Si era rivolto al Tar del Piemonte, ha ottenuto un indennizzo di 10 mila euro per danno morale
Era stato sottoposto a “controlli psichiatrici volti all’accertamento della propria omosessualità”. Per questo un agente scelto di polizia penitenziaria, che si era rivolto al Tar del Piemonte, ha ottenuto un indennizzo di 10 mila euro per danno morale che dovrà essere liquidato dal Ministero della Giustizia. Il test psicologico era stato ordinato nell’ambito di un procedimento disciplinare nei confronti dell’agente sulle base delle accuse di due detenuti che avevano dichiarato di essere stati oggetto di avances sessuali in carcere. L’agente era stato così sottoposto a domande “ambigue” circa il proprio orientamento sessuale ed erano stati disposti accertamenti psichiatrici presso la competente Commissione Medica Ospedaliera finalizzati ad accertare la propria omosessualità, che non aveva riscontrato elementi da cui desumere l’inidoneità al servizio. Il procedimento disciplinare era stato poi archiviato per mancanza di prova dei fatti contestati.

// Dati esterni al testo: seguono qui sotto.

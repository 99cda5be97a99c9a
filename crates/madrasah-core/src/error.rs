//! Core error types for madrasah-core.
//!
//! This module defines the error hierarchy using thiserror. Write failures
//! against the progress store are typed and propagate to the caller; read
//! failures are absorbed fail-open at the call sites that can tolerate them
//! (see the achievement engine).

use std::path::PathBuf;
use thiserror::Error;
use uuid::Uuid;

/// Core error type for madrasah-core.
#[derive(Error, Debug)]
pub enum CoreError {
    /// Store-related errors
    #[error("Store error: {0}")]
    Store(#[from] StoreError),

    /// Configuration-related errors
    #[error("Configuration error: {0}")]
    Config(#[from] ConfigError),

    /// Completing a lesson that has no progress record. The caller must save
    /// at least one phase before finalizing.
    #[error("No progress record for lesson {lesson_id} and child {child_id}")]
    LessonNotFound { lesson_id: Uuid, child_id: Uuid },

    /// Operating on a child profile that does not exist.
    #[error("Child not found: {0}")]
    ChildNotFound(Uuid),

    /// IO errors
    #[error("IO error: {0}")]
    Io(#[from] std::io::Error),

    /// Serialization/deserialization errors
    #[error("JSON error: {0}")]
    Json(#[from] serde_json::Error),
}

/// Store-specific errors.
#[derive(Error, Debug)]
pub enum StoreError {
    /// Failed to open the store
    #[error("Failed to open store at {path}: {source}")]
    OpenFailed {
        path: PathBuf,
        #[source]
        source: rusqlite::Error,
    },

    /// A write was rejected by the underlying store. Never retried by the
    /// engine; the caller decides whether to surface it.
    #[error("Save failed: {0}")]
    SaveFailed(rusqlite::Error),

    /// A read predicate failed
    #[error("Query failed: {0}")]
    QueryFailed(rusqlite::Error),

    /// Schema migration failed
    #[error("Store migration failed: {0}")]
    MigrationFailed(String),

    /// Store is locked by another writer
    #[error("Store is locked")]
    Locked,
}

impl From<rusqlite::Error> for StoreError {
    fn from(err: rusqlite::Error) -> Self {
        match &err {
            rusqlite::Error::SqliteFailure(inner, _msg)
                if inner.code == rusqlite::ErrorCode::DatabaseLocked =>
            {
                StoreError::Locked
            }
            _ => StoreError::QueryFailed(err),
        }
    }
}

/// Configuration-specific errors.
#[derive(Error, Debug)]
pub enum ConfigError {
    /// Failed to load configuration
    #[error("Failed to load configuration from {path}: {message}")]
    LoadFailed { path: PathBuf, message: String },

    /// Failed to save configuration
    #[error("Failed to save configuration to {path}: {message}")]
    SaveFailed { path: PathBuf, message: String },

    /// Failed to parse configuration
    #[error("Failed to parse configuration: {0}")]
    ParseFailed(String),
}

/// Result type alias for CoreError
pub type Result<T, E = CoreError> = std::result::Result<T, E>;
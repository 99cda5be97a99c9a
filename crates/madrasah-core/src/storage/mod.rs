mod config;
pub mod store;

pub use config::Config;
pub use store::ProgressStore;

use std::path::PathBuf;

use crate::error::{ConfigError, Result};

/// Returns `~/.config/madrasah[-dev]/` based on MADRASAH_ENV.
///
/// Set MADRASAH_ENV=dev to use a development data directory.
///
/// # Errors
/// Returns an error if creating the config directory fails.
pub fn data_dir() -> Result<PathBuf> {
    let base_dir = dirs::home_dir()
        .unwrap_or_else(|| PathBuf::from("."))
        .join(".config");

    let env = std::env::var("MADRASAH_ENV").unwrap_or_else(|_| "production".to_string());

    let dir = if env == "dev" {
        base_dir.join("madrasah-dev")
    } else {
        base_dir.join("madrasah")
    };

    std::fs::create_dir_all(&dir).map_err(|e| ConfigError::LoadFailed {
        path: dir.clone(),
        message: e.to_string(),
    })?;
    Ok(dir)
}
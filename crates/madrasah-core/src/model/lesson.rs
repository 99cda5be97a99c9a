//! Lesson content descriptors.
//!
//! Lessons are seeded by the host application (or `curriculum`) and are
//! read-only to the engine.

use serde::{Deserialize, Serialize};
use uuid::Uuid;

/// Topical category a lesson belongs to.
#[derive(Debug, Clone, Copy, PartialEq, Eq, Hash, Serialize, Deserialize)]
#[serde(rename_all = "snake_case")]
pub enum LessonCategory {
    Wudu,
    Salah,
    Quran,
    Duaa,
    Stories,
    Pillars,
    Arabic,
    Akhlaq,
}

impl LessonCategory {
    /// All categories, in display order.
    pub const ALL: [LessonCategory; 8] = [
        LessonCategory::Wudu,
        LessonCategory::Salah,
        LessonCategory::Quran,
        LessonCategory::Duaa,
        LessonCategory::Stories,
        LessonCategory::Pillars,
        LessonCategory::Arabic,
        LessonCategory::Akhlaq,
    ];

    /// Stable identifier used for storage.
    pub fn as_str(&self) -> &'static str {
        match self {
            LessonCategory::Wudu => "wudu",
            LessonCategory::Salah => "salah",
            LessonCategory::Quran => "quran",
            LessonCategory::Duaa => "duaa",
            LessonCategory::Stories => "stories",
            LessonCategory::Pillars => "pillars",
            LessonCategory::Arabic => "arabic",
            LessonCategory::Akhlaq => "akhlaq",
        }
    }

    /// Parse a stored identifier. Unknown values map to `Stories` so an old
    /// database with retired categories still loads.
    pub fn parse(s: &str) -> LessonCategory {
        match s {
            "wudu" => LessonCategory::Wudu,
            "salah" => LessonCategory::Salah,
            "quran" => LessonCategory::Quran,
            "duaa" => LessonCategory::Duaa,
            "pillars" => LessonCategory::Pillars,
            "arabic" => LessonCategory::Arabic,
            "akhlaq" => LessonCategory::Akhlaq,
            _ => LessonCategory::Stories,
        }
    }
}

/// Immutable lesson descriptor.
#[derive(Debug, Clone, PartialEq, Serialize, Deserialize)]
#[serde(rename_all = "camelCase")]
pub struct Lesson {
    pub id: Uuid,
    pub category: LessonCategory,
    /// Position within the overall curriculum.
    pub order: u32,
    pub week_number: u32,
    pub xp_reward: u32,
    pub title: String,
}

impl Lesson {
    pub fn new(
        category: LessonCategory,
        order: u32,
        week_number: u32,
        xp_reward: u32,
        title: impl Into<String>,
    ) -> Self {
        Self {
            id: Uuid::new_v4(),
            category,
            order,
            week_number,
            xp_reward,
            title: title.into(),
        }
    }
}

#[cfg(test)]
mod tests {
    use super::*;

    #[test]
    fn category_round_trip() {
        for category in LessonCategory::ALL {
            assert_eq!(LessonCategory::parse(category.as_str()), category);
        }
    }

    #[test]
    fn unknown_category_falls_back() {
        assert_eq!(LessonCategory::parse("tajweed"), LessonCategory::Stories);
    }
}
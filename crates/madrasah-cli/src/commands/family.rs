use chrono::Utc;
use clap::Subcommand;
use madrasah_core::{AchievementEngine, FamilyActivity, ProgressStore};
use uuid::Uuid;

use super::CliResult;

#[derive(Subcommand)]
pub enum FamilyAction {
    /// Log a completed family activity and re-run the badge sweep
    Log {
        title: String,
        #[arg(long)]
        child: Option<Uuid>,
    },
    /// List logged activities
    List {
        #[arg(long)]
        child: Option<Uuid>,
    },
}

pub fn run(action: FamilyAction) -> CliResult {
    let store = ProgressStore::open()?;

    match action {
        FamilyAction::Log { title, child } => {
            let mut child = super::resolve_child(&store, child)?;
            store.save_family_activity(&FamilyActivity::completed(child.id, title, Utc::now()))?;
            let newly = AchievementEngine::new(&store).check_and_unlock(&mut child)?;
            for badge in &newly {
                let meta = badge.achievement_type.meta();
                println!("Unlocked: {} {}", meta.icon, meta.title);
            }
        }
        FamilyAction::List { child } => {
            let child = super::resolve_child(&store, child)?;
            let activities = store.family_activities(child.id)?;
            println!("{}", serde_json::to_string_pretty(&activities)?);
        }
    }
    Ok(())
}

Nella sentenza, il Tar del Piemonte rileva che “la circostanza per cui l’amministrazione ha sottoposto il ricorrente ad un colloquio con il medico competente e, successivamente, ad un accertamento psichiatrico presso la C.M.O. di Milano, sia stata “arbitraria e priva di un valido supporto giuridico, oltreché tecnico-scientifico, atteso che l’amministrazione indebitamente ha operato una sovrapposizione tra l’orientamento sessuale del ricorrente e la necessità di ‘fare chiarezza sulla personalità’ di quest’ultimo sul versante psichiatrico, operando un’illegittima inferenza tra la presunta omosessualità dell’Agente Scelto e l’esistenza di un disturbo della personalità”. In altri termini, “veniva messa in dubbio l’idoneità del dipendente allo svolgimento delle proprie mansioni in ragione di quello che si presumeva fosse il suo orientamento sessuale, veicolando l’idea per cui l’omosessualità (attribuita al ricorrente) potesse essere ritenuta un disturbo della personalità”.
Secondo il ricorso presentato del 2022, la condotta con cui l’amministrazione penitenziaria aveva “messo alla gogna” l’agente – all’epoca in servizio a Vercelli – aveva determinato in lui “uno stato di sofferenza” anche tenuto conto della diffusione, all’interno dell’ambiente di lavoro, di informazioni relative alla propria vicenda personale. L’agente aveva poi lamentato di essere stato deriso ed emarginato dai suoi colleghi, per lo più uomini, in ragione delle proprie vicende personali, e di aver vissuto una forte situazione di stress per il timore che la sua famiglia fosse informata di quello che succedeva. In ragione di tali circostanze, era stato così “costretto” a chiedere il trasferimento a Foggia. Sotto questo second profilo, tuttavia, il Tar non ha riconosciuto diritto a risarcimento.